Skip to main content
ARS Home » Midwest Area » Ames, Iowa » National Animal Disease Center » Infectious Bacterial Diseases Research » Research » Publications at this Location » Publication #311757

Research Project: IMMUNOLOGY AND INTERVENTION STRATEGIES FOR JOHNE'S DISEASE

Location: Infectious Bacterial Diseases Research

Title: Predicting the role of IL-10 in the regulation of the adaptive immune responses in Mycobacterium avium subsp. paratuberculosis infections using mathematical models

Author
item Magombedze, Gesham - University Of Tennessee
item Eda, Shigetoshi - University Of Tennessee
item Stabel, Judith

Submitted to: PLoS One
Publication Type: Peer Reviewed Journal
Publication Acceptance Date: 10/12/2015
Publication Date: 11/30/2013
Citation: Magombedze, G., Eda, S., Stabel, J.R. 2013. Predicting the role of IL-10 in the regulation of the adaptive immune responses in Mycobacterium avium subsp. paratuberculosis infections using mathematical models. PLoS One. 10(11):e0141539. doi: 10.1371/journal.pone.0141539.

Interpretive Summary: Johne's disease is a chronic, debilitating intestinal disorder in cattle characterized by diarrhea, reduced feed intake, weight loss and death. Cattle usually become infected as young calves by ingesting feces containing the causative bacteria. However, symptoms of disease do not usually present themselves until the animals reach 3 to 5 years of age or even older. During this time the animal is infected and may be shedding the organism in its feces without showing any clinical signs of disease. In addition to reduced milk production by these animals, they also present a potential infective threat to the rest of the herd. Host immune responses to Johne’s disease are dynamic and change during the progression of disease from a latent, asymptomatic stage to a more advanced stage demonstrating symptoms listed above. Modeling the immune responses of the host during infection will help us understand how the disease progresses. This paper develops a model to explain the dynamics of the infection process in young calves and how key proteins secreted during infection may modulate the immune response. Understanding the host immune response to this pathogen will help us develop control measures to prevent the spread of infection.

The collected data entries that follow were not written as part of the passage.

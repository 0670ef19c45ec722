//! Inference — the model provider interface used by the agent.
//!
//! - `provider`: the `LlmProvider` trait and provider selection by name
//! - `client`: OpenAI-compatible HTTP implementation shared by all providers
//! - `types`: chat messages, tool definitions and generation results
//! - `errors`: provider error types
//!
//! The wire format is the OpenAI Chat Completions API, which every
//! supported provider exposes. Switching providers is a config change.

pub mod client;
pub mod errors;
pub mod provider;
pub mod types;

// Re-exports for convenience
pub use client::OpenAiCompatibleClient;
pub use errors::InferenceError;
pub use provider::{LlmProvider, ProviderKind};
pub use types::{ChatMessage, Generation, GenerateOptions, Role, ToolCall, ToolDefinition};
//! Value type detection and statistics types.

use std::collections::BTreeMap;

use chrono::{DateTime, Utc};
use serde::{Deserialize, Serialize};

/// Number of sample keys kept per column family.
const MAX_SAMPLE_KEYS: usize = 10;

/// Longest prefix considered when grouping keys.
const MAX_PREFIX_LEN: usize = 10;

/// Separators that end a key prefix, in priority order.
const PREFIX_SEPARATORS: [char; 5] = [':', '/', '-', '_', '.'];

// ─── DataType ───────────────────────────────────────────────────────────────

/// Coarse classification of a stored value.
#[derive(Debug, Clone, Copy, PartialEq, Eq, PartialOrd, Ord, Hash, Serialize, Deserialize)]
#[serde(rename_all = "lowercase")]
pub enum DataType {
    Json,
    Number,
    Timestamp,
    String,
    Binary,
    Empty,
}

impl DataType {
    pub fn as_str(&self) -> &'static str {
        match self {
            DataType::Json => "json",
            DataType::Number => "number",
            DataType::Timestamp => "timestamp",
            DataType::String => "string",
            DataType::Binary => "binary",
            DataType::Empty => "empty",
        }
    }
}

/// Guess the type of a stored value.
///
/// Integers in plausible Unix-epoch ranges (seconds, or milli/micro/nano
/// seconds) are reported as timestamps before the generic number check.
pub fn detect_data_type(value: &str) -> DataType {
    if value.is_empty() {
        return DataType::Empty;
    }

    let trimmed = value.trim();
    let looks_structured = (trimmed.starts_with('{') && trimmed.ends_with('}'))
        || (trimmed.starts_with('[') && trimmed.ends_with(']'));
    if looks_structured && serde_json::from_str::<serde_json::Value>(trimmed).is_ok() {
        return DataType::Json;
    }

    if let Ok(ts) = value.parse::<i64>() {
        if (100_000_000..2_000_000_000).contains(&ts)
            || (1_000_000_000_000..2_000_000_000_000_000_000).contains(&ts)
        {
            return DataType::Timestamp;
        }
        return DataType::Number;
    }

    if value.parse::<f64>().is_ok() {
        return DataType::Number;
    }

    if value
        .bytes()
        .any(|b| b < 32 && b != b'\t' && b != b'\n' && b != b'\r')
    {
        return DataType::Binary;
    }

    DataType::String
}

/// Extract a grouping prefix from a key.
///
/// The first separator within [`MAX_PREFIX_LEN`] characters ends the prefix
/// (separator included). Otherwise the first `MAX_PREFIX_LEN` characters are used.
pub fn key_prefix(key: &str) -> String {
    for sep in PREFIX_SEPARATORS {
        if let Some(idx) = key.find(sep) {
            if idx > 0 && key[..idx].chars().count() <= MAX_PREFIX_LEN {
                return key[..idx + sep.len_utf8()].to_string();
            }
        }
    }
    key.chars().take(MAX_PREFIX_LEN).collect()
}

/// Human-readable bucket for a byte length.
pub fn length_bucket(len: usize) -> &'static str {
    match len {
        0 => "empty",
        1..=10 => "tiny (<=10)",
        11..=100 => "small (11-100)",
        101..=1_000 => "medium (101-1K)",
        1_001..=10_000 => "large (1K-10K)",
        10_001..=100_000 => "very large (10K-100K)",
        _ => "huge (>100K)",
    }
}

// ─── Stats Types ────────────────────────────────────────────────────────────

/// Statistics for a single column family.
#[derive(Debug, Clone, Default, PartialEq, Serialize, Deserialize)]
pub struct CfStats {
    pub name: String,
    pub key_count: u64,
    pub total_key_size: u64,
    pub total_value_size: u64,
    pub average_key_size: f64,
    pub average_value_size: f64,
    pub data_type_distribution: BTreeMap<DataType, u64>,
    pub key_length_distribution: BTreeMap<String, u64>,
    pub value_length_distribution: BTreeMap<String, u64>,
    pub common_prefixes: BTreeMap<String, u64>,
    pub sample_keys: Vec<String>,
    pub last_updated: DateTime<Utc>,
}

impl CfStats {
    /// Build stats by walking every entry of a column family once.
    pub fn collect<'a, I>(name: &str, entries: I) -> Self
    where
        I: IntoIterator<Item = (&'a str, &'a str)>,
    {
        let mut stats = CfStats {
            name: name.to_string(),
            last_updated: Utc::now(),
            ..CfStats::default()
        };

        for (key, value) in entries {
            stats.key_count += 1;
            stats.total_key_size += key.len() as u64;
            stats.total_value_size += value.len() as u64;

            *stats
                .data_type_distribution
                .entry(detect_data_type(value))
                .or_insert(0) += 1;
            *stats
                .key_length_distribution
                .entry(length_bucket(key.len()).to_string())
                .or_insert(0) += 1;
            *stats
                .value_length_distribution
                .entry(length_bucket(value.len()).to_string())
                .or_insert(0) += 1;
            *stats.common_prefixes.entry(key_prefix(key)).or_insert(0) += 1;

            if stats.sample_keys.len() < MAX_SAMPLE_KEYS {
                stats.sample_keys.push(key.to_string());
            }
        }

        if stats.key_count > 0 {
            stats.average_key_size = stats.total_key_size as f64 / stats.key_count as f64;
            stats.average_value_size = stats.total_value_size as f64 / stats.key_count as f64;
        }

        stats
    }
}

/// Aggregate statistics across all column families.
#[derive(Debug, Clone, Default, PartialEq, Serialize, Deserialize)]
pub struct DatabaseStats {
    pub column_families: Vec<CfStats>,
    pub total_key_count: u64,
    pub total_size: u64,
    pub column_family_count: usize,
    pub last_updated: DateTime<Utc>,
}

// ─── Tests ──────────────────────────────────────────────────────────────────

#[cfg(test)]
mod tests {
    use super::*;

    #[test]
    fn test_detect_data_type_basic_kinds() {
        assert_eq!(detect_data_type(""), DataType::Empty);
        assert_eq!(detect_data_type(r#"{"name":"alice"}"#), DataType::Json);
        assert_eq!(detect_data_type("[1, 2, 3]"), DataType::Json);
        assert_eq!(detect_data_type("42"), DataType::Number);
        assert_eq!(detect_data_type("3.14"), DataType::Number);
        assert_eq!(detect_data_type("hello world"), DataType::String);
        assert_eq!(detect_data_type("bin\u{1}ary"), DataType::Binary);
    }

    #[test]
    fn test_detect_data_type_timestamps() {
        assert_eq!(detect_data_type("1700000000"), DataType::Timestamp);
        assert_eq!(detect_data_type("1700000000000"), DataType::Timestamp);
        assert_eq!(detect_data_type("99"), DataType::Number);
    }

    #[test]
    fn test_detect_data_type_braces_without_json() {
        assert_eq!(detect_data_type("{not json}"), DataType::String);
    }

    #[test]
    fn test_key_prefix_separator() {
        assert_eq!(key_prefix("user:1"), "user:");
        assert_eq!(key_prefix("logs/2024/01"), "logs/");
        assert_eq!(key_prefix("order-77"), "order-");
    }

    #[test]
    fn test_key_prefix_without_separator() {
        assert_eq!(key_prefix("short"), "short");
        assert_eq!(key_prefix("averyveryverylongkey"), "averyveryv");
    }

    #[test]
    fn test_length_bucket_edges() {
        assert_eq!(length_bucket(0), "empty");
        assert_eq!(length_bucket(10), "tiny (<=10)");
        assert_eq!(length_bucket(11), "small (11-100)");
        assert_eq!(length_bucket(100_001), "huge (>100K)");
    }

    #[test]
    fn test_collect_cf_stats() {
        let entries = [
            ("user:1", r#"{"name":"alice"}"#),
            ("user:2", r#"{"name":"bob"}"#),
            ("count", "7"),
        ];
        let stats = CfStats::collect("default", entries.iter().map(|(k, v)| (*k, *v)));

        assert_eq!(stats.key_count, 3);
        assert_eq!(stats.data_type_distribution.get(&DataType::Json), Some(&2));
        assert_eq!(stats.data_type_distribution.get(&DataType::Number), Some(&1));
        assert_eq!(stats.common_prefixes.get("user:"), Some(&2));
        assert_eq!(stats.sample_keys.len(), 3);
        assert!(stats.average_key_size > 0.0);
    }

    #[test]
    fn test_collect_cf_stats_empty() {
        let stats = CfStats::collect("empty", std::iter::empty());
        assert_eq!(stats.key_count, 0);
        assert_eq!(stats.average_value_size, 0.0);
    }
}
//! Tool registry — the fixed tool set bound to one store.
//!
//! Provides:
//! - Lookup by tool name
//! - Validation that a call carries the schema's required fields
//! - Read-only mode: write tools are neither offered nor executed
//! - Serialization into OpenAI function-calling definitions
//! - Timed execution on a blocking thread

use std::sync::Arc;
use std::time::{Duration, Instant};

use serde::{Deserialize, Serialize};
use serde_json::Value;

use super::{DbTool, ToolError};
use crate::inference::types::{FunctionDefinition, ToolDefinition};
use crate::storage::KvStore;

/// Default wall-clock budget for a single tool call.
pub const DEFAULT_TOOL_TIMEOUT: Duration = Duration::from_secs(10);

/// Outcome of one executed tool call.
#[derive(Debug, Clone, Serialize, Deserialize)]
pub struct ToolCallResult {
    pub tool_name: String,
    pub success: bool,
    #[serde(skip_serializing_if = "Option::is_none")]
    pub result: Option<Value>,
    #[serde(skip_serializing_if = "Option::is_none")]
    pub error: Option<String>,
    pub execution_time_ms: u64,
}

impl ToolCallResult {
    /// Text fed back to the model for this call.
    ///
    /// Failures are rendered as an `Error: ...` line so the model can decide
    /// whether to retry or report.
    pub fn to_model_content(&self) -> String {
        match (&self.result, &self.error) {
            (Some(result), _) if self.success => result.to_string(),
            (_, Some(err)) => format!("Error: {err}"),
            _ => "Error: tool returned no result".to_string(),
        }
    }
}

// ─── ToolRegistry ───────────────────────────────────────────────────────────

/// Registry of database tools, all bound to the same store.
pub struct ToolRegistry {
    store: Arc<dyn KvStore>,
    tools: Vec<DbTool>,
    timeout: Duration,
    read_only: bool,
}

impl ToolRegistry {
    /// Register every [`DbTool`] against `store`.
    pub fn new(store: Arc<dyn KvStore>) -> Self {
        Self {
            store,
            tools: DbTool::ALL.to_vec(),
            timeout: DEFAULT_TOOL_TIMEOUT,
            read_only: false,
        }
    }

    pub fn with_timeout(mut self, timeout: Duration) -> Self {
        self.timeout = timeout;
        self
    }

    /// Hide and refuse write tools, regardless of the store's own mode.
    pub fn with_read_only(mut self, read_only: bool) -> Self {
        self.read_only = read_only;
        self
    }

    pub fn is_read_only(&self) -> bool {
        self.read_only
    }

    /// Whether `tool` is registered and usable in the current mode.
    pub fn offers(&self, tool: DbTool) -> bool {
        self.tools.contains(&tool) && !(self.read_only && tool.is_write())
    }

    fn offered(&self) -> impl Iterator<Item = &DbTool> {
        self.tools.iter().filter(|t| self.offers(**t))
    }

    pub fn store(&self) -> &Arc<dyn KvStore> {
        &self.store
    }

    pub fn get_tool(&self, name: &str) -> Option<DbTool> {
        self.tools.iter().copied().find(|t| t.name() == name)
    }

    /// Tool names in registration order, including any hidden by read-only
    /// mode.
    pub fn tool_names(&self) -> Vec<&'static str> {
        self.tools.iter().map(DbTool::name).collect()
    }

    pub fn len(&self) -> usize {
        self.tools.len()
    }

    pub fn is_empty(&self) -> bool {
        self.tools.is_empty()
    }

    /// Validate that a tool call references a known tool and carries every
    /// field listed in the schema's `required` array.
    ///
    /// Types are not checked here; tools coerce what they can.
    pub fn validate_tool_call(&self, tool_name: &str, arguments: &Value) -> Result<DbTool, ToolError> {
        let tool = self.get_tool(tool_name).ok_or_else(|| ToolError::UnknownTool {
            name: tool_name.to_string(),
        })?;

        if self.read_only && tool.is_write() {
            return Err(ToolError::WriteBlocked {
                tool: tool_name.to_string(),
            });
        }

        let schema = tool.parameters();
        if let Some(required) = schema.get("required").and_then(Value::as_array) {
            let args_obj = arguments.as_object();
            for field in required.iter().filter_map(Value::as_str) {
                let has_field = args_obj.map(|obj| obj.contains_key(field)).unwrap_or(false);
                if !has_field {
                    return Err(ToolError::InvalidArguments {
                        tool: tool_name.to_string(),
                        reason: format!("missing required field: '{field}'"),
                    });
                }
            }
        }

        Ok(tool)
    }

    /// Every offered tool as an OpenAI function definition.
    pub fn to_tool_definitions(&self) -> Vec<ToolDefinition> {
        self.offered().map(definition_for).collect()
    }

    /// Definitions for a subset of tools. Unknown and hidden names are skipped.
    pub fn to_tool_definitions_filtered(&self, names: &[&str]) -> Vec<ToolDefinition> {
        names
            .iter()
            .filter_map(|name| self.get_tool(name))
            .filter(|tool| self.offers(*tool))
            .map(|tool| definition_for(&tool))
            .collect()
    }

    /// One `name: description` line per offered tool.
    pub fn capability_summary(&self) -> String {
        self.offered()
            .map(|t| format!("- {}: {}", t.name(), t.description()))
            .collect::<Vec<_>>()
            .join("\n")
    }

    /// Validate and execute a tool call.
    ///
    /// Never returns an error: failures are captured in the result so the
    /// caller can hand them back to the model.
    pub async fn execute(&self, tool_name: &str, arguments: &Value) -> ToolCallResult {
        let start = Instant::now();

        let outcome = match self.validate_tool_call(tool_name, arguments) {
            Ok(tool) => self.run_blocking(tool, arguments.clone()).await,
            Err(e) => Err(e),
        };
        let elapsed = start.elapsed().as_millis() as u64;

        match outcome {
            Ok(result) => {
                tracing::info!(tool = %tool_name, elapsed_ms = elapsed, "tool call succeeded");
                ToolCallResult {
                    tool_name: tool_name.to_string(),
                    success: true,
                    result: Some(result),
                    error: None,
                    execution_time_ms: elapsed,
                }
            }
            Err(e) => {
                tracing::warn!(tool = %tool_name, elapsed_ms = elapsed, error = %e, "tool call failed");
                ToolCallResult {
                    tool_name: tool_name.to_string(),
                    success: false,
                    result: None,
                    error: Some(e.to_string()),
                    execution_time_ms: elapsed,
                }
            }
        }
    }

    /// Run a storage call on the blocking pool under the tool timeout.
    ///
    /// On timeout the blocking task is abandoned; its result is discarded.
    async fn run_blocking(&self, tool: DbTool, arguments: Value) -> Result<Value, ToolError> {
        let store = Arc::clone(&self.store);
        let task = tokio::task::spawn_blocking(move || tool.call(store.as_ref(), &arguments));

        match tokio::time::timeout(self.timeout, task).await {
            Ok(Ok(result)) => result,
            Ok(Err(join_err)) => Err(ToolError::Aborted {
                tool: tool.name().to_string(),
                reason: join_err.to_string(),
            }),
            Err(_) => Err(ToolError::Timeout {
                tool: tool.name().to_string(),
                timeout_ms: self.timeout.as_millis() as u64,
            }),
        }
    }
}

fn definition_for(tool: &DbTool) -> ToolDefinition {
    ToolDefinition {
        r#type: "function".to_string(),
        function: FunctionDefinition {
            name: tool.name().to_string(),
            description: tool.description().to_string(),
            parameters: tool.parameters(),
        },
    }
}

// ─── Tests ──────────────────────────────────────────────────────────────────

#[cfg(test)]
mod tests {
    use super::*;
    use crate::storage::{KvStore, MemoryStore};
    use serde_json::json;

    fn registry() -> ToolRegistry {
        let store = MemoryStore::new();
        store.put("default", "user:1", "alice").unwrap();
        ToolRegistry::new(Arc::new(store))
    }

    #[test]
    fn test_registry_holds_all_tools() {
        let reg = registry();
        assert_eq!(reg.len(), 9);
        assert_eq!(reg.tool_names()[0], "get_value_by_key");
        assert!(reg.get_tool("put_value").is_some());
    }

    #[test]
    fn test_validate_unknown_tool() {
        let reg = registry();
        let err = reg.validate_tool_call("rm_rf", &json!({})).unwrap_err();
        assert!(matches!(err, ToolError::UnknownTool { .. }));
    }

    #[test]
    fn test_validate_missing_required_field() {
        let reg = registry();
        let err = reg
            .validate_tool_call("put_value", &json!({"key": "k"}))
            .unwrap_err();
        assert!(err.to_string().contains("missing required field: 'value'"));
    }

    #[test]
    fn test_validate_non_object_arguments() {
        let reg = registry();
        assert!(reg.validate_tool_call("get_value_by_key", &json!("user:1")).is_err());
        assert!(reg.validate_tool_call("list_column_families", &Value::Null).is_ok());
    }

    #[test]
    fn test_definitions_filtered_skips_unknown() {
        let reg = registry();
        let defs = reg.to_tool_definitions_filtered(&["get_value_by_key", "bogus"]);
        assert_eq!(defs.len(), 1);
        assert_eq!(defs[0].function.name, "get_value_by_key");
        assert_eq!(defs[0].r#type, "function");
        assert_eq!(reg.to_tool_definitions().len(), 9);
    }

    #[test]
    fn test_capability_summary_lists_every_tool() {
        let summary = registry().capability_summary();
        assert_eq!(summary.lines().count(), 9);
        assert!(summary.contains("- search_keys_and_values:"));
    }

    #[tokio::test]
    async fn test_execute_success() {
        let reg = registry();
        let result = reg
            .execute("get_value_by_key", &json!({"key": "user:1"}))
            .await;
        assert!(result.success);
        assert_eq!(result.result.unwrap()["value"], "alice");
    }

    #[tokio::test]
    async fn test_execute_failure_is_captured() {
        let reg = registry();
        let result = reg
            .execute("get_value_by_key", &json!({"key": "ghost"}))
            .await;
        assert!(!result.success);
        assert!(result.to_model_content().starts_with("Error: "));
        assert!(result.to_model_content().contains("key not found"));
    }

    #[tokio::test]
    async fn test_read_only_hides_and_refuses_writes() {
        let store = Arc::new(MemoryStore::new());
        let reg = ToolRegistry::new(store.clone()).with_read_only(true);

        assert!(!reg.offers(DbTool::PutValue));
        assert!(reg.offers(DbTool::GetValue));
        assert_eq!(reg.to_tool_definitions().len(), 8);
        assert!(reg.to_tool_definitions_filtered(&["put_value"]).is_empty());
        assert!(!reg.capability_summary().contains("put_value"));
        assert_eq!(reg.tool_names().len(), 9);

        let result = reg
            .execute("put_value", &json!({"key": "greeting", "value": "hello"}))
            .await;
        assert!(!result.success);
        assert!(result.to_model_content().contains("read-only mode"));
        assert!(store.get("default", "greeting").is_err());
        assert!(matches!(
            reg.validate_tool_call("put_value", &json!({"key": "k", "value": "v"})),
            Err(ToolError::WriteBlocked { .. })
        ));
    }

    #[tokio::test]
    async fn test_execute_unknown_tool_is_captured() {
        let result = registry().execute("bogus", &json!({})).await;
        assert!(!result.success);
        assert_eq!(result.tool_name, "bogus");
    }
}
//! Agent Core error types.

use serde::{Deserialize, Serialize};
use thiserror::Error;

/// Errors that can occur during agent core operations.
#[derive(Debug, Error)]
pub enum AgentError {
    /// Configuration could not be loaded or failed validation.
    #[error("config error: {reason}")]
    ConfigError { reason: String },

    /// Durable audit store operation failed.
    #[error("database error: {reason}")]
    DatabaseError { reason: String },

    /// Audit log export or sink error.
    #[error("audit log error: {reason}")]
    AuditError { reason: String },

    /// Conversation memory rejected an update.
    #[error("memory error: {reason}")]
    MemoryError { reason: String },

    #[error("serialization error: {reason}")]
    SerializationError { reason: String },

    /// A deadline expired.
    #[error("{operation} timed out after {timeout_ms}ms")]
    Timeout { operation: String, timeout_ms: u64 },

    /// Tool work failed and the model could not recover.
    #[error("tool execution failed: {reason}")]
    ToolError { reason: String },

    /// The model provider failed.
    #[error("model call failed: {reason}")]
    LlmError { reason: String },

    /// The query was rejected before any tool work.
    #[error("validation failed: {reason}")]
    ValidationError { reason: String },

    /// The agent was closed.
    #[error("agent is closed")]
    Closed,
}

impl AgentError {
    /// Map this error onto the caller-facing [`ErrorKind`].
    pub fn kind(&self) -> ErrorKind {
        match self {
            AgentError::Timeout { .. } => ErrorKind::Timeout,
            AgentError::ToolError { .. } => ErrorKind::ToolError,
            AgentError::MemoryError { .. } => ErrorKind::MemoryError,
            AgentError::LlmError { .. } => ErrorKind::LlmError,
            AgentError::ValidationError { .. }
            | AgentError::Closed
            | AgentError::ConfigError { .. } => ErrorKind::ValidationError,
            AgentError::DatabaseError { .. }
            | AgentError::AuditError { .. }
            | AgentError::SerializationError { .. } => ErrorKind::ToolError,
        }
    }
}

impl From<rusqlite::Error> for AgentError {
    fn from(e: rusqlite::Error) -> Self {
        AgentError::DatabaseError {
            reason: e.to_string(),
        }
    }
}

impl From<serde_json::Error> for AgentError {
    fn from(e: serde_json::Error) -> Self {
        AgentError::SerializationError {
            reason: e.to_string(),
        }
    }
}

// ─── ErrorKind ──────────────────────────────────────────────────────────────

/// Failure category reported in a `QueryResult`.
#[derive(Debug, Clone, Copy, PartialEq, Eq, Hash, Serialize, Deserialize)]
#[serde(rename_all = "snake_case")]
pub enum ErrorKind {
    Timeout,
    ToolError,
    MemoryError,
    LlmError,
    ValidationError,
}

impl ErrorKind {
    pub fn as_str(&self) -> &'static str {
        match self {
            ErrorKind::Timeout => "timeout",
            ErrorKind::ToolError => "tool_error",
            ErrorKind::MemoryError => "memory_error",
            ErrorKind::LlmError => "llm_error",
            ErrorKind::ValidationError => "validation_error",
        }
    }
}

impl std::fmt::Display for ErrorKind {
    fn fmt(&self, f: &mut std::fmt::Formatter<'_>) -> std::fmt::Result {
        f.write_str(self.as_str())
    }
}

#[cfg(test)]
mod tests {
    use super::*;

    #[test]
    fn test_error_kind_serializes_snake_case() {
        let json = serde_json::to_string(&ErrorKind::ValidationError).unwrap();
        assert_eq!(json, "\"validation_error\"");
        assert_eq!(ErrorKind::ToolError.to_string(), "tool_error");
    }

    #[test]
    fn test_agent_error_kinds() {
        let timeout = AgentError::Timeout {
            operation: "query".into(),
            timeout_ms: 10,
        };
        assert_eq!(timeout.kind(), ErrorKind::Timeout);
        assert_eq!(AgentError::Closed.kind(), ErrorKind::ValidationError);
        assert_eq!(
            AgentError::LlmError { reason: "x".into() }.kind(),
            ErrorKind::LlmError
        );
    }

    #[test]
    fn test_from_serde_error() {
        let err: AgentError = serde_json::from_str::<serde_json::Value>("{")
            .unwrap_err()
            .into();
        assert!(matches!(err, AgentError::SerializationError { .. }));
    }

    #[test]
    fn test_from_rusqlite_error() {
        let conn = rusqlite::Connection::open_in_memory().unwrap();
        let err: AgentError = conn
            .execute("INSERT INTO missing_table VALUES (1)", [])
            .unwrap_err()
            .into();
        assert!(matches!(err, AgentError::DatabaseError { .. }));
        assert_eq!(err.kind(), ErrorKind::ToolError);
    }
}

Technical Abstract: Mycobacterium avium subsp. paratuberculosis (MAP) is an intracellular bacterial pathogen that causes Johne’s disease in cattle and other animals. Infection follows ingestion of the bacteria primarily through the fecal oral route and results in the colonization of the intestine and a granulomatous enteric inflammation. The hallmark of MAP infection in the early stages is a strong protective cell-mediated immune response (Th1-type), characterized by antigen-specific gamma-interferon (IFN-gamma). The Th1 response wanes with disease progression and is supplanted by a non-protective humoral immune response (Th2-type), with concomitant increases in MAP fecal shedding. Interleukin-10 (IL-10) is believed to play a critical role in the regulation of host immune responses to MAP infection and potentially orchestrate the reversal of Th1/Th2 immune dominance during disease progression. How IL-10 regulates the Th1 and Th2 immune responses, and how its role correlates with MAP infection remains to be completely deciphered. We developed and used mathematical models to explain probable mechanisms for IL-10 involvement in MAP infection and how these mechanisms describe MAP disease and immune kinetics. We tested our models with IL-4, IL-10, IFN-gamma, and MAP fecal shedding data collected from calves that were experimentally infected and followed over a period of 360 days. Our models predicted that IL-10 can have different roles during MAP infection, (i) it can suppress the Th1 expression, (ii) can enhance Th2 (IL-4) expression, and (iii) can suppress the Th1 expression in synergy with IL-4. In these predicted roles, suppression of Th1 responses was correlated with increased number of MAP. We also predicted that Th1-mediated responses (IFN-gamma) can lead to high expression of IL-10 and that infection burden regulates/manipulates Th2 suppression by the Th1 response. Our models highlight areas where more experimental data is required to refine our model assumptions, and further test and investigate the role of IL-10 in MAP infection. Based upon these results we have proposed several experiments that can be carried out to further validate our prediction.